彼…北川さんとは大学の同級生になります。」


弁護士か。

卒のない男前だ。

だが父や兄をみていると弁護士というか同業者に対する不信感は拭いきれない。やつらは隙を見せたら身包みをはぎに来る。


それにしても、先輩の周りは男前が多い。

先輩と西海が仕事の話を始める、私が扱う案件とも違うようだし、一礼して出て行こうとすると扉の前に落ちていたハンカチにきがつく。


えらくかわいい・・・ピンクのハンカチ。

誰が落とした、とりあえず拾い事務所の子に預けようと思い扉を閉めていると西海が呼び止めた。


「すみません、私のものです。」


このごついのが・・・落とした。

えらく少女趣味な。

見た目と違うな。だが私はニューハーフであろうが地球外生物であろうが、私にとって無害な人間ならウェルカムな心の広い人間だ・・・が、少しいやな予感がした。

このハンカチ…


「玲ちゃんが気がついてよかったな。」

先輩がプライベートモードで私に話しかける。


話すな。


ややこしくなる。


とりあえず笑顔をみせハンカチを渡す。


「ありがとうございます。」

無骨な返事。

「似合わないだろ、誤解しないでやってほしいんだけどそいつのじゃないんだ。

金曜日、弁護士会の帰りに衝撃の出会いをしたらしくて、お守りに持ち歩いてるんだってさ。

出会ったらいつでも返せるように。

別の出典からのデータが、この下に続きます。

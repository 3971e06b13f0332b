// Thin namespace wrapper for API-layer components
pub mod handlers {
    pub use crate::handlers::*;
}

pub mod inquiry_handler {
    pub use crate::inquiry_handler::*;
}

pub mod project_handler {
    pub use crate::project_handler::*;
}
use axum::{
    http::StatusCode,
    response::{IntoResponse, Response},
    Json,
};
use serde_json::json;
use std::fmt;

/// Errors surfaced by handlers and storage.
///
/// Only `NotFound` and `BadRequest` echo their message to the caller; every
/// other variant is logged and answered with a generic body.
#[derive(Debug)]
pub enum AppError {
    /// Database-related errors.
    DatabaseError(sqlx::Error),
    /// Resource not found error.
    NotFound(String),
    /// Bad request error (invalid input).
    BadRequest(String),
    /// Missing or invalid admin credentials.
    Unauthorized(String),
    /// Internal server error.
    InternalError(String),
    /// Error with context chain for better debugging.
    WithContext {
        /// The underlying source of the error.
        source: Box<AppError>,
        /// Additional context message.
        context: String,
    },
}

impl AppError {
    /// HTTP status this error maps to, following the context chain.
    pub fn status_code(&self) -> StatusCode {
        match self {
            AppError::DatabaseError(_) | AppError::InternalError(_) => {
                StatusCode::INTERNAL_SERVER_ERROR
            }
            AppError::NotFound(_) => StatusCode::NOT_FOUND,
            AppError::BadRequest(_) => StatusCode::BAD_REQUEST,
            AppError::Unauthorized(_) => StatusCode::UNAUTHORIZED,
            AppError::WithContext { source, .. } => source.status_code(),
        }
    }

    /// True when this error (or the error it wraps) is `NotFound`.
    pub fn is_not_found(&self) -> bool {
        match self {
            AppError::NotFound(_) => true,
            AppError::WithContext { source, .. } => source.is_not_found(),
            _ => false,
        }
    }
}

impl fmt::Display for AppError {
    fn fmt(&self, f: &mut fmt::Formatter<'_>) -> fmt::Result {
        match self {
            AppError::DatabaseError(e) => write!(f, "Database error: {}", e),
            AppError::NotFound(msg) => write!(f, "Not found: {}", msg),
            AppError::BadRequest(msg) => write!(f, "Bad request: {}", msg),
            AppError::Unauthorized(msg) => write!(f, "Unauthorized: {}", msg),
            AppError::InternalError(msg) => write!(f, "Internal error: {}", msg),
            AppError::WithContext { source, context } => {
                write!(f, "{}: {}", context, source)
            }
        }
    }
}

impl std::error::Error for AppError {}

impl IntoResponse for AppError {
    /// Maps each variant to a status code and a `{"error": ...}` body.
    ///
    /// Server-side failures are logged here so handlers can simply `?`.
    fn into_response(self) -> Response {
        let status = self.status_code();
        let error_message = match self {
            AppError::DatabaseError(e) => {
                tracing::error!("Database error: {:?}", e);
                "Database error".to_string()
            }
            AppError::NotFound(msg) => msg,
            AppError::BadRequest(msg) => msg,
            AppError::Unauthorized(msg) => {
                tracing::warn!("Unauthorized access: {}", msg);
                "Unauthorized".to_string()
            }
            AppError::InternalError(msg) => {
                tracing::error!("Internal error: {}", msg);
                "Internal server error".to_string()
            }
            AppError::WithContext { source, context } => {
                tracing::error!("Error with context: {} -> {}", context, source);
                return (*source).into_response();
            }
        };

        (status, Json(json!({ "error": error_message }))).into_response()
    }
}

impl From<sqlx::Error> for AppError {
    fn from(err: sqlx::Error) -> Self {
        AppError::DatabaseError(err)
    }
}

/// Extension trait for adding context to errors.
/// Similar to `anyhow::Context` but for our `AppError` type.
pub trait ResultExt<T> {
    /// Add context to an error.
    fn context(self, context: impl Into<String>) -> Result<T, AppError>;

    /// Add context lazily (only evaluated on error).
    fn with_context<F>(self, f: F) -> Result<T, AppError>
    where
        F: FnOnce() -> String;
}

impl<T> ResultExt<T> for Result<T, AppError> {
    fn context(self, context: impl Into<String>) -> Result<T, AppError> {
        self.map_err(|e| AppError::WithContext {
            source: Box::new(e),
            context: context.into(),
        })
    }

    fn with_context<F>(self, f: F) -> Result<T, AppError>
    where
        F: FnOnce() -> String,
    {
        self.map_err(|e| AppError::WithContext {
            source: Box::new(e),
            context: f(),
        })
    }
}

impl<T> ResultExt<T> for Result<T, sqlx::Error> {
    fn context(self, context: impl Into<String>) -> Result<T, AppError> {
        self.map_err(|e| AppError::WithContext {
            source: Box::new(AppError::DatabaseError(e)),
            context: context.into(),
        })
    }

    fn with_context<F>(self, f: F) -> Result<T, AppError>
    where
        F: FnOnce() -> String,
    {
        self.map_err(|e| AppError::WithContext {
            source: Box::new(AppError::DatabaseError(e)),
            context: f(),
        })
    }
}

#[cfg(test)]
mod tests {
    use super::*;

    #[test]
    fn context_chain_keeps_inner_status() {
        let err: Result<(), AppError> = Err(AppError::NotFound("no bundle".to_string()));
        let err = err.context("loading intelligence").unwrap_err();

        assert_eq!(err.status_code(), StatusCode::NOT_FOUND);
        assert!(err.is_not_found());
        assert!(err.to_string().starts_with("loading intelligence: Not found"));
    }

    #[test]
    fn internal_errors_hide_details() {
        let response = AppError::InternalError("pool timed out".to_string()).into_response();
        assert_eq!(response.status(), StatusCode::INTERNAL_SERVER_ERROR);

        let response = AppError::DatabaseError(sqlx::Error::PoolTimedOut).into_response();
        assert_eq!(response.status(), StatusCode::INTERNAL_SERVER_ERROR);
    }

    #[test]
    fn sqlx_context_wraps_as_database_error() {
        let res: Result<(), sqlx::Error> = Err(sqlx::Error::RowNotFound);
        let err = res.with_context(|| "fetching inquiry".to_string()).unwrap_err();
        assert_eq!(err.status_code(), StatusCode::INTERNAL_SERVER_ERROR);
        assert!(!err.is_not_found());
    }
}
//! External service integrations.

pub mod llm_client {
    pub use crate::llm_client::*;
}

pub mod record_store {
    pub use crate::record_store::*;
}
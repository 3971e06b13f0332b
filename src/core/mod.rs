// Domain-layer modules and shared errors/models
pub mod extraction {
    pub use crate::extraction::*;
}

pub mod intelligence {
    pub use crate::intelligence::*;
}

pub mod pitch {
    pub use crate::pitch::*;
}

pub mod models {
    pub use crate::models::*;
    pub use crate::inquiry_models::*;
    pub use crate::project_models::*;
}

pub mod errors {
    pub use crate::errors::*;
}
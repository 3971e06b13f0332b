use chrono::{DateTime, Utc};
use serde::{Deserialize, Deserializer, Serialize};
use serde_json::Value;
use sqlx::FromRow;
use std::collections::BTreeMap;

// ============ Database Models ============

/// One enrichment row from `intelligence_bundles`, joined with its domain.
///
/// Written by the external ingestion pipeline; this service only reads it.
/// The JSONB columns are kept as raw `Value`s because their shape is not
/// guaranteed; the extractors in [`crate::extraction`] tolerate anything.
#[derive(Debug, Clone, Default, PartialEq, FromRow, Serialize, Deserialize)]
pub struct EnrichmentRecord {
    /// Domain identifier (text-cast primary key of `domains`).
    pub domain_id: String,
    /// Website hostname, e.g. `acme-dental.com`.
    pub domain: String,
    pub lead_company: Option<String>,
    pub lead_industry: Option<String>,
    pub lead_location: Option<String>,
    pub lead_name: Option<String>,
    pub lead_title: Option<String>,
    /// Free-text company description produced upstream by an LLM.
    pub llm_digest: Option<String>,
    /// Category name -> summary text (e.g. `"services"`).
    pub content_summaries: Option<Value>,
    /// Contains an ordered `top_keywords` list.
    pub keyword_signals: Option<Value>,
    /// May contain `apollo_contact: { name, title }` and social links.
    pub metadata_insights: Option<Value>,
    pub online_presence: Option<Value>,
    pub created_at: Option<DateTime<Utc>>,
}

/// A row from `scraped_contents` used by the text search and profile views.
#[derive(Debug, Clone, PartialEq, FromRow, Serialize, Deserialize)]
pub struct ScrapedContent {
    pub content_type: String,
    pub url: String,
    pub title: Option<String>,
    pub content: String,
    pub metadata_json: Option<Value>,
    pub scraped_at: Option<DateTime<Utc>>,
}

// ============ Business Intelligence ============

/// Person who can sign off on a purchase.
#[derive(Debug, Clone, PartialEq, Eq, Serialize, Deserialize)]
pub struct DecisionMaker {
    #[serde(default, deserialize_with = "null_as_default")]
    pub name: String,
    #[serde(default, deserialize_with = "null_as_default")]
    pub role: String,
}

impl DecisionMaker {
    pub fn new(name: impl Into<String>, role: impl Into<String>) -> Self {
        Self {
            name: name.into(),
            role: role.into(),
        }
    }
}

#[derive(Debug, Clone, PartialEq, Serialize, Deserialize)]
pub struct NewsItem {
    #[serde(default, deserialize_with = "null_as_default")]
    pub title: String,
    #[serde(default, skip_serializing_if = "Option::is_none")]
    pub date: Option<String>,
    #[serde(default, skip_serializing_if = "Option::is_none")]
    pub summary: Option<String>,
}

/// Canonical, fully-populated company profile.
///
/// Every required field has a non-null default. The optional enrichment
/// fields are only ever filled by callers of `POST /api/v1/pitch` and are
/// omitted from JSON when absent.
#[derive(Debug, Clone, Default, PartialEq, Serialize, Deserialize)]
#[serde(default)]
pub struct BusinessIntelligence {
    #[serde(deserialize_with = "null_as_default")]
    pub domain_id: String,
    #[serde(deserialize_with = "null_as_default")]
    pub domain: String,
    #[serde(deserialize_with = "null_as_default")]
    pub company_name: String,
    #[serde(deserialize_with = "null_as_default")]
    pub industry: String,
    #[serde(deserialize_with = "null_as_default")]
    pub description: String,
    #[serde(deserialize_with = "null_as_default")]
    pub website: String,
    #[serde(deserialize_with = "null_as_default")]
    pub location: String,
    #[serde(deserialize_with = "null_as_default")]
    pub key_products: Vec<String>,
    #[serde(deserialize_with = "null_as_default")]
    pub pain_points: Vec<String>,
    #[serde(deserialize_with = "null_as_default")]
    pub goals: Vec<String>,
    #[serde(deserialize_with = "null_as_default")]
    pub decision_makers: Vec<DecisionMaker>,
    #[serde(deserialize_with = "null_as_default")]
    pub social_media: BTreeMap<String, String>,

    #[serde(skip_serializing_if = "Option::is_none")]
    pub employee_count: Option<u32>,
    #[serde(skip_serializing_if = "Option::is_none")]
    pub revenue_range: Option<String>,
    #[serde(skip_serializing_if = "Option::is_none")]
    pub target_audience: Option<String>,
    #[serde(
        deserialize_with = "null_as_default",
        skip_serializing_if = "Vec::is_empty"
    )]
    pub competitors: Vec<String>,
    #[serde(skip_serializing_if = "Option::is_none")]
    pub budget_range: Option<String>,
    #[serde(skip_serializing_if = "Option::is_none")]
    pub timeline: Option<String>,
    #[serde(
        deserialize_with = "null_as_default",
        skip_serializing_if = "Vec::is_empty"
    )]
    pub recent_news: Vec<NewsItem>,

    /// Untransformed source row, kept for diagnostics.
    #[serde(skip_serializing_if = "Option::is_none")]
    pub raw_data: Option<EnrichmentRecord>,
}

/// Reads an explicit JSON `null` as the type's default value.
fn null_as_default<'de, D, T>(deserializer: D) -> Result<T, D::Error>
where
    D: Deserializer<'de>,
    T: Default + Deserialize<'de>,
{
    Ok(Option::<T>::deserialize(deserializer)?.unwrap_or_default())
}

/// Short marketing copy inviting a visitor to talk to an agent.
#[derive(Debug, Clone, PartialEq, Eq, Serialize, Deserialize)]
pub struct MarketingPitch {
    /// At most ten words (advisory).
    pub headline: String,
    /// At most twenty words (advisory).
    pub subheadline: String,
    pub key_benefits: Vec<String>,
    pub call_to_action: String,
    pub personalized_insights: Vec<String>,
    pub social_proof: Option<String>,
}

// ============ API Models ============

/// Query parameters for the domain lookup endpoint.
#[derive(Debug, Clone, Deserialize)]
pub struct LookupParams {
    pub agent_name: Option<String>,
    pub include_pitch: Option<bool>,
}

/// Response of `GET /business-intelligence/domain/{domain_id}`.
#[derive(Debug, Clone, Serialize, Deserialize)]
pub struct BusinessIntelligenceResponse {
    pub data: BusinessIntelligence,
    pub marketing_pitch: Option<MarketingPitch>,
}

/// Body of `POST /api/v1/pitch`.
#[derive(Debug, Clone, Deserialize)]
pub struct PitchRequest {
    pub business_intelligence: BusinessIntelligence,
    pub agent_name: Option<String>,
}

#[derive(Debug, Clone, Serialize, Deserialize)]
pub struct PitchResponse {
    pub marketing_pitch: MarketingPitch,
    /// True when the AI path is configured for this process.
    pub ai_available: bool,
}

/// Body of `POST /business-intelligence/search/{domain}`.
#[derive(Debug, Clone, Deserialize)]
pub struct SearchRequest {
    pub query: String,
    pub content_types: Option<Vec<String>>,
    pub limit: Option<i64>,
}

#[derive(Debug, Clone, PartialEq, Serialize, Deserialize)]
pub struct SearchResult {
    pub domain: String,
    pub content_type: String,
    pub title: Option<String>,
    pub url: String,
    pub content_snippet: String,
    pub metadata: Value,
}

#[derive(Debug, Clone, Serialize, Deserialize)]
pub struct SearchResponse {
    pub results: Vec<SearchResult>,
    pub total_results: usize,
    pub query: String,
    pub domain: String,
}

/// Human-oriented summary of a domain's intelligence.
#[derive(Debug, Clone, PartialEq, Serialize, Deserialize)]
pub struct BusinessProfile {
    pub domain: String,
    pub company_name: String,
    pub industry: String,
    pub location: String,
    pub services: Vec<String>,
    #[serde(skip_serializing_if = "Option::is_none")]
    pub about: Option<String>,
    pub team: Vec<String>,
    /// Scraped content type -> first couple of excerpts, joined.
    pub content_excerpts: BTreeMap<String, String>,
    pub content_types_available: Vec<String>,
    pub intelligence_available: bool,
    #[serde(skip_serializing_if = "Option::is_none")]
    pub status: Option<String>,
}

/// `skip`/`limit` query parameters for admin listings.
#[derive(Debug, Clone, Copy, Default, Deserialize)]
pub struct Pagination {
    pub skip: Option<i64>,
    pub limit: Option<i64>,
}

impl Pagination {
    pub const DEFAULT_LIMIT: i64 = 100;
    pub const MAX_LIMIT: i64 = 100;

    /// `(offset, limit)` with negative skips zeroed and the limit clamped to `1..=100`.
    pub fn bounds(&self) -> (i64, i64) {
        let offset = self.skip.unwrap_or(0).max(0);
        let limit = self
            .limit
            .unwrap_or(Self::DEFAULT_LIMIT)
            .clamp(1, Self::MAX_LIMIT);
        (offset, limit)
    }
}

#[cfg(test)]
mod tests {
    use super::*;

    #[test]
    fn pagination_bounds_are_clamped() {
        assert_eq!(Pagination::default().bounds(), (0, 100));
        let p = Pagination {
            skip: Some(-5),
            limit: Some(1000),
        };
        assert_eq!(p.bounds(), (0, 100));
        let p = Pagination {
            skip: Some(20),
            limit: Some(0),
        };
        assert_eq!(p.bounds(), (20, 1));
    }

    #[test]
    fn optional_intelligence_fields_are_omitted() {
        let bi = BusinessIntelligence {
            company_name: "Acme".to_string(),
            ..Default::default()
        };
        let json = serde_json::to_value(&bi).unwrap();
        assert_eq!(json["company_name"], "Acme");
        assert!(json.get("employee_count").is_none());
        assert!(json.get("recent_news").is_none());
        assert!(json.get("raw_data").is_none());
        assert!(json["social_media"].is_object());
    }

    #[test]
    fn partial_intelligence_deserializes_with_defaults() {
        let bi: BusinessIntelligence =
            serde_json::from_str(r#"{"company_name": "TechCorp", "employee_count": 150}"#).unwrap();
        assert_eq!(bi.company_name, "TechCorp");
        assert_eq!(bi.employee_count, Some(150));
        assert!(bi.key_products.is_empty());
    }

    #[test]
    fn nulls_and_missing_nested_fields_read_as_blank() {
        let bi: BusinessIntelligence = serde_json::from_str(
            r#"{
                "company_name": "TechCorp",
                "location": null,
                "goals": null,
                "decision_makers": [{"name": "Sarah Johnson"}, {"name": "Raj Patel", "role": null}],
                "recent_news": [{"summary": "Opened a second office"}]
            }"#,
        )
        .unwrap();
        assert_eq!(bi.location, "");
        assert!(bi.goals.is_empty());
        assert_eq!(bi.decision_makers[0], DecisionMaker::new("Sarah Johnson", ""));
        assert_eq!(bi.decision_makers[1].role, "");
        assert_eq!(bi.recent_news[0].title, "");
        assert_eq!(bi.recent_news[0].summary.as_deref(), Some("Opened a second office"));
    }
}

」

先輩が似合わないハンカチを持つ西海をフォローするように説明してくれる。だが、私にそんな説明は不必要だ。


思い出したくない過去


あやまちがさると書いて【過去】


誰だってあるだろう。


「結構、こいつ一直線だから。」

いい言葉ですね先輩。友達思いなのが伝わってきます。


だが、今は黙れ。

去れ。

消えろ。


にらまれている視線。


西海から注がれる視線が痛い、ああ、こいつ気がついてる。

直感だった。


そりゃ、衝撃だろう。


覚えていないが・・・


よほどの酒乱をおこしたのだろう。


私・・・



返さなくて結構です。




そのハンカチ・・・私のですから。

はい。今回の逃亡は失敗です。

はい。隊長、、、申し訳ございません。



頭の中でコントが繰り返される。




いっておくが、頭の中だけだ。見た目はクール、私は才女だ。


そして西海誠もテキだということが確定した。